J’avais annoncé une relation fidèle du martyre de Bailly ; je viens de tenir parole. J’avais dit que j’en bannirais bien des circonstances sans réalité, et que le drame deviendrait ainsi moins atroce. Si j’en croyais votre attitude, je n’aurais pas accompli cette seconde partie de ma promesse. Les imaginations refusent peut-être d’aller au delà des faits cruels sur lesquels j’ai dû m’appesantir. On se demande ce que j’ai pu retrancher de relations anciennes, quand ce qui reste est si déplorable.

L’ordre d’exécution adressé au bourreau par Fouquier Tainville a été vu par diverses personnes vivantes.

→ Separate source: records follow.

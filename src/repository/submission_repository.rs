use async_trait::async_trait;
use sqlx::{query, query_as, FromRow, Pool, Sqlite};
use tracing::debug;

use crate::{
    models::{types::UtcDateTime, NewSubmission, Platform, Submission, SubmissionId},
    repository::conversion::DBConvertible,
};

use super::{
    conversion::{DBFromConversionError, DBToConversionError},
    SubmissionStore,
};

pub struct SubmissionRepository {
    pool: Pool<Sqlite>,
}

impl SubmissionRepository {
    pub fn new(pool: Pool<Sqlite>) -> SubmissionRepository {
        SubmissionRepository { pool }
    }
}

#[async_trait]
impl SubmissionStore for SubmissionRepository {
    #[tracing::instrument(skip(self))]
    async fn insert(&self, submission: &NewSubmission) -> anyhow::Result<Option<Submission>> {
        let mut transaction = self.pool.begin().await?;

        let added_submission = {
            let platform = submission.platform.to_db()?;
            let created_at = submission.created_at.to_db()?;

            query_as::<_, SqlSubmission>(
                r#"
                    INSERT INTO videos (url, platform, submitter, created_at)
                    VALUES ($1, $2, $3, $4)
                    ON CONFLICT (url) DO NOTHING
                    RETURNING id, url, platform, submitter, created_at
                "#,
            )
            .bind(&submission.url)
            .bind(platform)
            .bind(&submission.submitter)
            .bind(created_at)
            .fetch_optional(&mut *transaction)
            .await?
        };

        transaction.commit().await?;

        match added_submission {
            Some(added) => Ok(Some(Submission::from_db(&added)?)),
            None => {
                debug!("URL already stored, nothing inserted");
                Ok(None)
            }
        }
    }

    async fn find_by_url(&self, url: &str) -> anyhow::Result<Option<Submission>> {
        let found = query_as::<_, SqlSubmission>(
            r#"
                SELECT id, url, platform, submitter, created_at FROM videos
                WHERE url = $1
                LIMIT 1
            "#,
        )
        .bind(url)
        .fetch_optional(&self.pool)
        .await?;

        match found {
            Some(found) => Ok(Some(Submission::from_db(&found)?)),
            None => Ok(None),
        }
    }

    async fn list_all(&self) -> anyhow::Result<Vec<Submission>> {
        let rows = query_as::<_, SqlSubmission>(
            r#"
                SELECT id, url, platform, submitter, created_at FROM videos
                ORDER BY created_at ASC, id ASC
            "#,
        )
        .fetch_all(&self.pool)
        .await?;

        Ok(rows
            .iter()
            .map(Submission::from_db)
            .collect::<Result<Vec<_>, _>>()?)
    }

    #[tracing::instrument(skip(self))]
    async fn delete_by_id(&self, id: SubmissionId) -> anyhow::Result<()> {
        let id = id.to_db()?;

        let result = query("DELETE FROM videos WHERE id = $1")
            .bind(id)
            .execute(&self.pool)
            .await?;

        debug!("Deleted {} row(s)", result.rows_affected());

        Ok(())
    }

    #[tracing::instrument(skip(self))]
    async fn delete_all_and_compact(&self) -> anyhow::Result<()> {
        query("DELETE FROM videos").execute(&self.pool).await?;
        // VACUUM cannot run inside a transaction.
        query("VACUUM").execute(&self.pool).await?;

        Ok(())
    }
}

#[derive(Debug, FromRow)]
pub struct SqlSubmission {
    id: i64,
    url: String,
    platform: String,
    submitter: String,
    created_at: String,
}

impl DBConvertible for Submission {
    type DBType = SqlSubmission;

    fn to_db(&self) -> Result<Self::DBType, DBToConversionError> {
        Ok(SqlSubmission {
            id: self.id.to_db()?,
            url: self.url.clone(),
            platform: self.platform.to_db()?,
            submitter: self.submitter.clone(),
            created_at: self.created_at.to_db()?,
        })
    }

    fn from_db(value: &Self::DBType) -> Result<Self, DBFromConversionError> {
        Ok(Submission {
            id: SubmissionId::from_db(&value.id)?,
            url: value.url.clone(),
            platform: Platform::from_db(&value.platform)?,
            submitter: value.submitter.clone(),
            created_at: UtcDateTime::from_db(&value.created_at)?,
        })
    }
}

Elles déclarent toutes que s’il diffère des ordres nombreux de même nature que le misérable expédiait chaque jour, c’est seulement par la substitution des mots : Esplanade du Champ-de-Mars, à la désignation ordinaire, place de la Révolution. Or, le tribunal révolutionnaire a mérité bien des anathèmes, mais je n’ai jamais remarqué qu’on lui ait reproché de n’avoir pas su se faire obéir.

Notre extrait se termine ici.